### INPUT DATA
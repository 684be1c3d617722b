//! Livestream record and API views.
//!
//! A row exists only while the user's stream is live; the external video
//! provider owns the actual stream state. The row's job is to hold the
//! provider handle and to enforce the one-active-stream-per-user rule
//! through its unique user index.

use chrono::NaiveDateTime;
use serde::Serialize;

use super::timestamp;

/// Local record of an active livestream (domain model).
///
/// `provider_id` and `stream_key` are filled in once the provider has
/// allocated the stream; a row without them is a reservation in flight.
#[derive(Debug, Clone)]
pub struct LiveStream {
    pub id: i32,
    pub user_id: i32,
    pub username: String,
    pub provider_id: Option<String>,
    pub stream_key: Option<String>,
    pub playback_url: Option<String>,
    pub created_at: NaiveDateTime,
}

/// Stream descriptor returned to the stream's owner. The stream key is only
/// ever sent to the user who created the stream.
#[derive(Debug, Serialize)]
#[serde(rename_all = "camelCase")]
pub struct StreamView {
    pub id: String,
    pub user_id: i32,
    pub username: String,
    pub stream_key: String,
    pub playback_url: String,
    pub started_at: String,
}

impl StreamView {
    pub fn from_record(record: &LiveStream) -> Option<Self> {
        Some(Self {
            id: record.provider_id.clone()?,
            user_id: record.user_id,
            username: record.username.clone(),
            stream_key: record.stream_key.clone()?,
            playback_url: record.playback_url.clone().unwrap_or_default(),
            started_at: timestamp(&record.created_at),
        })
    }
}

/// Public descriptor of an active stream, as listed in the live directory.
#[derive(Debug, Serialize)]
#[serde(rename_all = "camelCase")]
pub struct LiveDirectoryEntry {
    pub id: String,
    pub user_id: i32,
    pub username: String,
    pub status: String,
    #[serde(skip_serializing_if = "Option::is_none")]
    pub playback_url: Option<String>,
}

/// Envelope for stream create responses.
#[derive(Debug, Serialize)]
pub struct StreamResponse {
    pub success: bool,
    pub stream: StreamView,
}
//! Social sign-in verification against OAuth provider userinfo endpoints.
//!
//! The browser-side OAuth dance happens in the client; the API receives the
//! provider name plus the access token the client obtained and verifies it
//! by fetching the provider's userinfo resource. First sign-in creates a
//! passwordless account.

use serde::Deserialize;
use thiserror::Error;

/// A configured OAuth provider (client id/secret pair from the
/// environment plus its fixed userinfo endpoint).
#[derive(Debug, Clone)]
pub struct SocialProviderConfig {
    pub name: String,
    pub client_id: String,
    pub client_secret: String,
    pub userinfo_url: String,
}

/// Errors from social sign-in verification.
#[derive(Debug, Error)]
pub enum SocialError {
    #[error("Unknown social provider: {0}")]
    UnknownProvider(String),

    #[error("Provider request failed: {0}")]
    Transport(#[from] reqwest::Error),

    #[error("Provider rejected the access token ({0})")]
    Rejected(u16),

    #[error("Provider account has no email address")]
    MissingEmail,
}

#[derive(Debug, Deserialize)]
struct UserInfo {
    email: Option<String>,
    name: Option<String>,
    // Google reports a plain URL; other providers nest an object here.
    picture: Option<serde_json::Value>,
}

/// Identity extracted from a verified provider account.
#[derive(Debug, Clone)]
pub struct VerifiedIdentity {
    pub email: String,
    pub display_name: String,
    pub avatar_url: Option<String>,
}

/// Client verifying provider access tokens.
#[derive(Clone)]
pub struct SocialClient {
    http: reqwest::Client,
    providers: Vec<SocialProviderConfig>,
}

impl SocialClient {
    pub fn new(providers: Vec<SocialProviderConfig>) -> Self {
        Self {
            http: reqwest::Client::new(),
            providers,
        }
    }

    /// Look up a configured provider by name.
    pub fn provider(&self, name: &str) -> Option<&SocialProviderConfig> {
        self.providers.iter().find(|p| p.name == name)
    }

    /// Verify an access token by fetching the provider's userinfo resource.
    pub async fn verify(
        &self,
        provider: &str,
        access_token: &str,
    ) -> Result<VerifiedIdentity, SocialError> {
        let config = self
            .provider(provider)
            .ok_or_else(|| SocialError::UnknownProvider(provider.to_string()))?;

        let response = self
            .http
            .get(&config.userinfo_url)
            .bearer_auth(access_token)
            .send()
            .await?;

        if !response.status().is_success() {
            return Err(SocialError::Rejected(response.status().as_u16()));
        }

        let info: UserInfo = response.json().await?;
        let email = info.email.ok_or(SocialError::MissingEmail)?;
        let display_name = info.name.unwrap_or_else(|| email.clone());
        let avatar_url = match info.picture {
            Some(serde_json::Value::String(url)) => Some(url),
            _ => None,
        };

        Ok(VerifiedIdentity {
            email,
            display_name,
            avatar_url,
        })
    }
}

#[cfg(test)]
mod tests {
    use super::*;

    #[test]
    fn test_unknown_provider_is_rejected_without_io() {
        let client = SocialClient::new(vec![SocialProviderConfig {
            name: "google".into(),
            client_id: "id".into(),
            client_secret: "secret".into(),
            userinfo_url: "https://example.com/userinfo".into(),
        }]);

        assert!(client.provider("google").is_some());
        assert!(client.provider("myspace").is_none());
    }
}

### ACTION ITEM
Where a line of the records contains the word "into", copy that line.

### REPLY TO THE EXERCISE
            name: "google".into(),
            client_id: "id".into(),
            client_secret: "secret".into(),
            userinfo_url: "https://example.com/userinfo".into(),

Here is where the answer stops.